Background and study aims: Patient-controlled sedation (PCS) enables titration of dosage to an individual's requirements and is potentially useful in colonoscopy. The aim was to compare the value of patient-controlled sedation, using propofol and alfentanil, with that of intravenous diazemuls and pethidine during colonoscopy.
Patients and methods: Following randomization, 66 patients undergoing colonoscopy received either an intravenous bolus of pethidine (50 mg) and diazemuls (10-20 mg) prior to colonoscopy or were connected to an infusion pump containing propofol (10 mg/ml) and alfentanil (25 microg/ml). Patients self-administered 0.5 ml boluses as often as they required. Pain and sedation score were recorded by a nurse specialist and on a patient questionnaire. An anaesthetist was present throughout the procedure.

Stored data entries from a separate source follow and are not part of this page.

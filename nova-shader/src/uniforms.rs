use nova::Cpx;
use nova::util::Error;
use nova_roots::RootSet;
use crate::FractalRoots;

/// Length of the root arrays declared by uniform-mode evaluators.
pub const MAX_ROOTS: usize = 32;

// Values of `<prefix>_roots`, `<prefix>_count` and `<prefix>_lead`.
#[derive(Clone, PartialEq, Debug)]
#[cfg_attr(feature = "serde", derive(serde::Serialize))]
pub struct RootBuffer { 
    pub roots: Vec<[f32; 2]>,
    pub count: i32,
    pub lead: [f32; 2],
}

impl RootBuffer { 
    pub fn from_roots(name: &str, set: &RootSet) -> Result<Self, Error> { 
        nova::ensure!(
            set.len() <= MAX_ROOTS, 
            "{name}: {} roots exceed the uniform buffer ({MAX_ROOTS}).", set.len()
        );

        Ok(Self { 
            roots: set.iter().map(pack).collect(),
            count: set.len() as i32,
            lead: pack(&set.remainder())
        })
    }

    // `roots` zero-filled to `MAX_ROOTS`, for renderers that upload the
    // whole array.
    pub fn padded(&self) -> [[f32; 2]; MAX_ROOTS] { 
        let mut res = [[0.0; 2]; MAX_ROOTS];
        res[..self.roots.len()].copy_from_slice(&self.roots);
        res
    }
}

fn pack(z: &Cpx) -> [f32; 2] { 
    [z.re as f32, z.im as f32]
}

/// Uniform data for a uniform-mode fragment shader.
#[derive(Clone, PartialEq, Debug)]
#[cfg_attr(feature = "serde", derive(serde::Serialize))]
pub struct UniformData { 
    pub poly: RootBuffer,
    pub deriv: RootBuffer,
}

impl UniformData { 
    pub fn from_roots(roots: &FractalRoots) -> Result<Self, Error> { 
        Ok(Self { 
            poly:  RootBuffer::from_roots("poly",  &roots.poly)?,
            deriv: RootBuffer::from_roots("deriv", &roots.deriv)?
        })
    }
}
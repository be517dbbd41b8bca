mod cpx;
mod poly;
mod parse;

pub use cpx::*;
pub use poly::*;
pub use parse::*;
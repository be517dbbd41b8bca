use nova::Cpx;

const INDENT: &str = "    ";

/// Line-oriented text builder with brace-tracked indentation.
#[derive(Clone, Default, Debug)]
pub struct ShaderWriter { 
    buf: String,
    depth: usize,
}

impl ShaderWriter { 
    pub fn new() -> Self { 
        Self::default()
    }

    pub fn line<S>(&mut self, s: S) -> &mut Self
    where S: AsRef<str> { 
        let s = s.as_ref();
        if !s.is_empty() { 
            for _ in 0..self.depth { 
                self.buf.push_str(INDENT);
            }
            self.buf.push_str(s);
        }
        self.buf.push('\n');
        self
    }

    pub fn blank(&mut self) -> &mut Self { 
        self.line("")
    }

    // writes `s {` and indents.
    pub fn open<S>(&mut self, s: S) -> &mut Self
    where S: AsRef<str> { 
        self.line(format!("{} {{", s.as_ref()));
        self.depth += 1;
        self
    }

    pub fn close(&mut self) -> &mut Self { 
        self.close_with("}")
    }

    pub fn close_with<S>(&mut self, s: S) -> &mut Self
    where S: AsRef<str> { 
        self.depth = self.depth.saturating_sub(1);
        self.line(s)
    }

    pub fn finish(&mut self) -> String { 
        std::mem::take(&mut self.buf)
    }
}

/// GLSL float literal. Always carries a `.` or an exponent.
pub fn float(x: f64) -> String { 
    if x.is_finite() { 
        format!("{x:?}")
    } else { 
        "0.0".to_string()
    }
}

pub fn vec2(c: &Cpx) -> String { 
    format!("vec2({}, {})", float(c.re), float(c.im))
}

Results: PCS provided lighter sedation (median sedation score, 3 versus 4; P=0.0001), less analgesia (median pain score, 1 versus 0; P=0.004), a smaller maximum fall in systolic blood pressure (23 mmHg versus 33 mmHg; P=0.02) and a faster recovery time (median 10 min versus 40 min; P=0.0001), irrespective of the dose administered, compared with a diazemuls-pethidine combination. The duration of the procedure was unaffected. All patients were satisfied with their level of sedation.
Conclusions: Patient-controlled sedation is an effective alternative to premedication with narcotic/benzodiazepine combinations during colonoscopy.